The study was published in the journal Innovation in Aging on Jan. 6 and is titled “Utilization, Contributions, and Perceptions of Paid Home Care Workers among Households in New York State.” Dr. Madeline Sterling, an assistant professor of medicine at Weill Cornell Medicine, is the lead author; co-authors include Ariel Avgar, Ph.D., a professor and associate dean for outreach and sponsored research at the ILR School.
The study is part of a growing body of work conducted by Sterling and Avgar that examines the working conditions and future of the rapidly expanding home care workforce, which is predicted to grow from 2.3 million to almost 4 million by 2030 in California.

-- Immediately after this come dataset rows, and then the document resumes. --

//! レーダーチャートの幾何計算
//!
//! 各維度を1本の軸として、真上から時計回りに等間隔で並べる。
//! 値はパーセンテージ（0〜100）。描画（SVG）は呼び出し側で行う。

use std::f64::consts::PI;

/// 軸ラベルの水平方向の揃え
#[derive(Debug, Clone, Copy, PartialEq, Eq)]
pub enum Anchor {
    Start,
    Middle,
    End,
}

impl Anchor {
    /// SVGの `text-anchor` 値
    pub fn as_svg(&self) -> &'static str {
        match self {
            Anchor::Start => "start",
            Anchor::Middle => "middle",
            Anchor::End => "end",
        }
    }
}

/// レーダーチャートの寸法
#[derive(Debug, Clone, Copy, PartialEq)]
pub struct Radar {
    pub cx: f64,
    pub cy: f64,
    pub radius: f64,
}

impl Radar {
    pub fn new(cx: f64, cy: f64, radius: f64) -> Self {
        Self { cx, cy, radius }
    }

    /// i番目の軸の角度（ラジアン、真上が -π/2）
    fn angle(axis: usize, axes: usize) -> f64 {
        -PI / 2.0 + 2.0 * PI * axis as f64 / axes as f64
    }

    /// 軸上の点（value は 0〜100）
    pub fn point(&self, axis: usize, axes: usize, value: f64) -> (f64, f64) {
        let r = self.radius * value.clamp(0.0, 100.0) / 100.0;
        let a = Self::angle(axis, axes);
        (self.cx + r * a.cos(), self.cy + r * a.sin())
    }

    /// データ多角形の頂点
    pub fn polygon(&self, values: &[f64]) -> Vec<(f64, f64)> {
        let n = values.len();
        values
            .iter()
            .enumerate()
            .map(|(i, v)| self.point(i, n, *v))
            .collect()
    }

    /// 目盛り多角形（20%刻み）
    pub fn grid_rings(&self, axes: usize) -> Vec<Vec<(f64, f64)>> {
        [20.0, 40.0, 60.0, 80.0, 100.0]
            .iter()
            .map(|level| (0..axes).map(|i| self.point(i, axes, *level)).collect())
            .collect()
    }

    /// 軸ラベルの位置と揃え（外周から少し離す）
    pub fn label(&self, axis: usize, axes: usize, offset: f64) -> (f64, f64, Anchor) {
        let a = Self::angle(axis, axes);
        let r = self.radius + offset;
        let (x, y) = (self.cx + r * a.cos(), self.cy + r * a.sin());
        let anchor = if a.cos().abs() < 1e-6 {
            Anchor::Middle
        } else if a.cos() > 0.0 {
            Anchor::Start
        } else {
            Anchor::End
        };
        (x, y, anchor)
    }
}

/// SVG `points` 属性の文字列
pub fn svg_points(points: &[(f64, f64)]) -> String {
    points
        .iter()
        .map(|(x, y)| format!("{:.1},{:.1}", x, y))
        .collect::<Vec<_>>()
        .join(" ")
}

#[cfg(test)]
mod tests {
    use super::*;

    fn close(a: (f64, f64), b: (f64, f64)) -> bool {
        (a.0 - b.0).abs() < 1e-9 && (a.1 - b.1).abs() < 1e-9
    }

    #[test]
    fn test_first_axis_points_up() {
        let radar = Radar::new(100.0, 100.0, 80.0);
        assert!(close(radar.point(0, 4, 100.0), (100.0, 20.0)));
        // 時計回りに2本目は右
        assert!(close(radar.point(1, 4, 50.0), (140.0, 100.0)));
    }

    #[test]
    fn test_values_are_clamped() {
        let radar = Radar::new(0.0, 0.0, 10.0);
        assert!(close(radar.point(0, 1, 150.0), radar.point(0, 1, 100.0)));
        assert!(close(radar.point(0, 1, -5.0), (0.0, 0.0)));
    }

    #[test]
    fn test_polygon_and_rings() {
        let radar = Radar::new(50.0, 50.0, 40.0);
        assert_eq!(radar.polygon(&[10.0, 20.0, 30.0, 40.0, 50.0]).len(), 5);
        let rings = radar.grid_rings(5);
        assert_eq!(rings.len(), 5);
        assert!(rings.iter().all(|r| r.len() == 5));
    }

    #[test]
    fn test_label_anchor() {
        let radar = Radar::new(100.0, 100.0, 80.0);
        assert_eq!(radar.label(0, 4, 10.0).2, Anchor::Middle);
        assert_eq!(radar.label(1, 4, 10.0).2, Anchor::Start);
        assert_eq!(radar.label(3, 4, 10.0).2, Anchor::End);
    }

    #[test]
    fn test_svg_points_format() {
        assert_eq!(svg_points(&[(1.0, 2.26), (3.0, 4.0)]), "1.0,2.3 3.0,4.0");
    }
}
//! UIコンポーネント

pub mod dashboard_layout;
pub mod final_cta;
pub mod footer;
pub mod hero;
pub mod how_it_works;
pub mod navigation;
pub mod pricing;
pub mod problem;
pub mod progress_modal;
pub mod report;
pub mod scan_list;
pub mod trust_signals;
//! APIレスポンスの型定義
//!
//! CLIとWeb(WASM)で共有されるDTO:
//! - ScanJob: スキャンジョブ（`/api/scans`）
//! - Report: 規則エンジンのレポート（`/api/reports/:id`）
//! - DimensionAggregate: 維度スコアの集計（`/api/reports/:id/dimensions`）
//!
//! どれもバックエンドが所有するデータで、クライアント側では読むだけ。

use serde::{Deserialize, Serialize};
use std::collections::BTreeMap;

/// ジョブの状態
#[derive(Debug, Clone, Copy, PartialEq, Eq, Hash, Default, Serialize, Deserialize)]
#[serde(rename_all = "lowercase")]
pub enum ScanStatus {
    #[default]
    Pending,
    Processing,
    Completed,
    Failed,
    /// 未知の状態文字列（非終端として扱う）
    #[serde(other)]
    Unknown,
}

impl ScanStatus {
    pub fn as_str(&self) -> &'static str {
        match self {
            ScanStatus::Pending => "pending",
            ScanStatus::Processing => "processing",
            ScanStatus::Completed => "completed",
            ScanStatus::Failed => "failed",
            ScanStatus::Unknown => "unknown",
        }
    }

    pub fn is_terminal(&self) -> bool {
        matches!(self, ScanStatus::Completed | ScanStatus::Failed)
    }
}

impl std::fmt::Display for ScanStatus {
    fn fmt(&self, f: &mut std::fmt::Formatter<'_>) -> std::fmt::Result {
        f.write_str(self.as_str())
    }
}

/// スキャンジョブ
#[derive(Debug, Clone, Default, Serialize, Deserialize)]
pub struct ScanJob {
    pub id: String,
    pub url: String,
    #[serde(default)]
    pub status: ScanStatus,
    #[serde(default)]
    pub created_at: String,
    #[serde(default)]
    pub updated_at: Option<String>,
    /// 進捗段階（例: "讀取網站中..."）
    #[serde(default)]
    pub progress_stage: Option<String>,
    #[serde(default)]
    pub error_message: Option<String>,
}

impl ScanJob {
    /// 一覧表示用の短縮ID（最初の `-` まで）
    pub fn short_id(&self) -> &str {
        self.id.split('-').next().unwrap_or(&self.id)
    }
}

/// レポートの問題点
#[derive(Debug, Clone, Default, Serialize, Deserialize)]
#[serde(default)]
pub struct Issue {
    pub severity: String,
    pub title: String,
    pub description: String,
    pub why: Option<String>,
}

/// 改善提案
#[derive(Debug, Clone, Default, Serialize, Deserialize)]
#[serde(default)]
pub struct Suggestion {
    pub priority: String,
    pub effort: String,
    pub impact: String,
    pub action: String,
    pub impact_desc: Option<String>,
    pub how_to: Vec<String>,
}

/// レポート概要
#[derive(Debug, Clone, Default, Serialize, Deserialize)]
#[serde(default)]
pub struct ReportSummary {
    pub conclusion: String,
    pub grade: String,
    pub total_issues: Option<u32>,
}

/// 規則エンジンのレポート
#[derive(Debug, Clone, Default, Serialize, Deserialize)]
#[serde(default)]
pub struct Report {
    pub job_id: String,
    pub url: String,
    pub status: Option<ScanStatus>,
    pub summary: Option<ReportSummary>,
    pub issues: Vec<Issue>,
    pub suggestions: Vec<Suggestion>,
    /// 抽出されたシグナル（キーはバックエンド次第なのでMapのまま持つ）
    pub signals: serde_json::Map<String, serde_json::Value>,
    pub site_type: Option<String>,
    pub site_type_confidence: Option<f64>,
    pub report_version: Option<String>,
    pub rules_fired: Vec<String>,
}

impl Report {
    /// シグナルの真偽値（なければ `false`）
    pub fn signal_flag(&self, key: &str) -> bool {
        self.signals
            .get(key)
            .and_then(|v| v.as_bool())
            .unwrap_or(false)
    }

    /// 一言結論（概要がなければ空文字）
    pub fn conclusion(&self) -> &str {
        self.summary.as_ref().map(|s| s.conclusion.as_str()).unwrap_or("")
    }
}

/// 明細項目の判定
#[derive(Debug, Clone, Copy, PartialEq, Eq, Default, Serialize, Deserialize)]
#[serde(rename_all = "lowercase")]
pub enum ItemStatus {
    Pass,
    Fail,
    Partial,
    #[default]
    #[serde(other)]
    Unknown,
}

impl ItemStatus {
    pub fn mark(&self) -> &'static str {
        match self {
            ItemStatus::Pass => "✅",
            ItemStatus::Partial => "⚠️",
            ItemStatus::Fail | ItemStatus::Unknown => "❌",
        }
    }

    /// 改善提案を表示すべき状態か
    pub fn wants_suggestion(&self) -> bool {
        matches!(self, ItemStatus::Fail | ItemStatus::Partial)
    }
}

/// 維度の明細項目
#[derive(Debug, Clone, Default, Serialize, Deserialize)]
#[serde(default)]
pub struct DimensionItem {
    pub name: String,
    pub score: f64,
    pub max: f64,
    pub status: ItemStatus,
    pub details: Option<String>,
    pub suggestion: Option<String>,
}

/// 1つの維度のスコア
#[derive(Debug, Clone, Default, Serialize, Deserialize)]
#[serde(default)]
pub struct DimensionScore {
    pub name: String,
    pub score: f64,
    pub max: f64,
    pub percentage: f64,
    pub items: Vec<DimensionItem>,
}

/// クイックウィン（低コスト・高効果の改善策）
#[derive(Debug, Clone, Default, Serialize, Deserialize)]
#[serde(default)]
pub struct QuickWin {
    pub title: String,
    pub impact: String,
    pub effort: String,
    pub dimension: String,
    pub instructions: String,
    pub code_snippet: Option<String>,
    pub priority: i32,
}

/// 難サイト情報（バックエンドが推定スコアを付けてくる）
#[derive(Debug, Clone, Default, Serialize, Deserialize)]
#[serde(default)]
pub struct DifficultSiteInfo {
    pub name: String,
    pub name_zh: String,
    pub reason: String,
    pub estimated_score: f64,
    pub estimated_grade: String,
    pub note: String,
}

/// 維度スコアの集計
#[derive(Debug, Clone, Default, Serialize, Deserialize)]
#[serde(default)]
pub struct DimensionAggregate {
    pub total_score: f64,
    pub grade: String,
    /// 維度ID → スコア（キー順で反復）
    pub dimensions: BTreeMap<String, DimensionScore>,
    pub quick_wins: Vec<QuickWin>,
    pub is_difficult_site: bool,
    #[serde(alias = "difficult_site")]
    pub difficult_site_info: Option<DifficultSiteInfo>,
    pub estimated_dimensions: Option<BTreeMap<String, f64>>,
    pub detection_message: Option<String>,
}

The researchers used the Cornell Survey Research Institute’s 2020 Empire State Poll to poll 800 New York state respondents over the phone for the study. A third of respondents indicated they or a member of their immediate family had received care from a paid home care worker, and 74% of those 274 persons stated the employees did more than just offer personal care.
According to the researchers, the results could help realign reimbursement for paid home care workers’ pay and services, as well as improve standardized training—especially for emotional and some medical care components.
“Home care providers contribute to care in ways that go far beyond aiding their clients with daily routines,” Sterling added. “Not only did we discover that they help with medical treatment and emotional support, but we also discovered that doing so was linked to higher levels of client satisfaction.
“We’ve seen home care workers give critical frontline care during the epidemic, but the reality is that they’ve been doing it for years but aren’t often recognized for it,” she added.
“Our findings back up efforts to promote public policies and organizational practices that recognize the importance of home care workers and improve their working circumstances, including compensation and benefits,” Avgar added. “This study adds to the growing body of evidence about the vital contribution of workers who are all too often overlooked by the health-care system and politicians.
“Improving working conditions and expanding training for home care workers has the potential to address long-standing quality of care issues in our health care system, particularly for aging populations, while also advancing economic opportunities for a workforce that is disproportionately made up of women of color—a powerful win-win,” he said.
Data analyst Joanna Bryan Ringel of Weill Cornell Medicine’s Division of General Internal Medicine, research assistant Jacklyn Cho of Weill Cornell Medicine’s Division of General Internal Medicine, and Catherine Riffin, assistant professor of psychology in medicine at Weill Cornell Medicine, are also co-authors on the study.